- _WORK TO BE COMPLETED_: Look over the lines below. Report each one that includes the string "rewards".
***** DATA PROVIDED
#![no_std]

multiversx_sc::imports!();

pub mod account_registry;
pub mod compliance_registry_proxy;
pub mod errors;
pub mod events;
pub mod governance;
pub mod governed_vault_proxy;
pub mod proposal_effect_proxy;
pub mod reward_accrual;
pub mod share_ledger;
pub mod types;

use errors::ERR_INVALID_AMOUNT;

// ============================================================
// Contract
// ============================================================

/// Pooled vault: deposits mint proportional units, units stream rewards,
/// and unit holders govern through quorum-gated proposals.
///
/// Each endpoint is one atomic transaction. Internal state and events are
/// always written before any outgoing transfer or call.
#[multiversx_sc::contract]
pub trait GovernedVault:
    account_registry::AccountRegistryModule
    + share_ledger::ShareLedgerModule
    + reward_accrual::RewardAccrualModule
    + governance::GovernanceModule
    + events::EventsModule
{
    // ========================================================
    // Init / Upgrade
    // ========================================================

    #[init]
    fn init(
        &self,
        asset_token: EgldOrEsdtTokenIdentifier,
        reward_token: EgldOrEsdtTokenIdentifier,
        reward_rate: BigUint,
    ) {
        require!(asset_token.is_valid(), "Invalid asset token");
        require!(reward_token.is_valid(), "Invalid reward token");

        self.asset_token().set(&asset_token);
        self.reward_token().set(&reward_token);
        self.reward_rate().set(&reward_rate);
        self.last_update_timestamp()
            .set(self.blockchain().get_block_timestamp());
    }

    #[upgrade]
    fn upgrade(&self) {}

    // ========================================================
    // ENDPOINT: deposit (stake)
    // Authorized callers only. Settles rewards on the old
    // balance, then mints units for the payment.
    // ========================================================

    #[payable("*")]
    #[endpoint(deposit)]
    fn deposit(&self) -> BigUint {
        let caller = self.blockchain().get_caller();
        self.require_authorized(&caller);

        let payment = self.call_value().egld_or_single_esdt();
        require!(
            payment.token_identifier == self.asset_token().get(),
            ERR_INVALID_AMOUNT
        );

        self.update_accumulator();
        self.checkpoint_account(&caller);

        let units = self.mint_units(&caller, &payment.amount);
        self.touch_account(&caller);

        self.deposited_event(&caller, &payment.amount, &units);

        units
    }

    // ========================================================
    // ENDPOINT: withdraw (unstake)
    // Not gated by authorization: a holder can always exit.
    // ========================================================

    #[endpoint(withdraw)]
    fn withdraw(&self, units: BigUint) -> BigUint {
        let caller = self.blockchain().get_caller();

        self.update_accumulator();
        self.checkpoint_account(&caller);

        let amount = self.burn_units(&caller, &units);

        self.withdrawn_event(&caller, &units, &amount);

        let asset_token = self.asset_token().get();
        self.send().direct(&caller, &asset_token, 0, &amount);

        amount
    }

    // ========================================================
    // VIEWS
    // ========================================================

    /// (totalAssets, totalUnits, accountCount, proposalCount)
    #[view(getLedgerStats)]
    fn get_ledger_stats(&self) -> MultiValue4<BigUint, BigUint, u64, u64> {
        let total_assets = self.total_assets().get();
        let total_units = self.total_units().get();
        let account_count = self.accounts().len() as u64;
        let proposal_count = self.proposal_count().get();
        (total_assets, total_units, account_count, proposal_count).into()
    }
}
**********
- _RESPONSE TO THIS EXERCISE_:
/// Pooled vault: deposits mint proportional units, units stream rewards,
    // Authorized callers only. Settles rewards on the old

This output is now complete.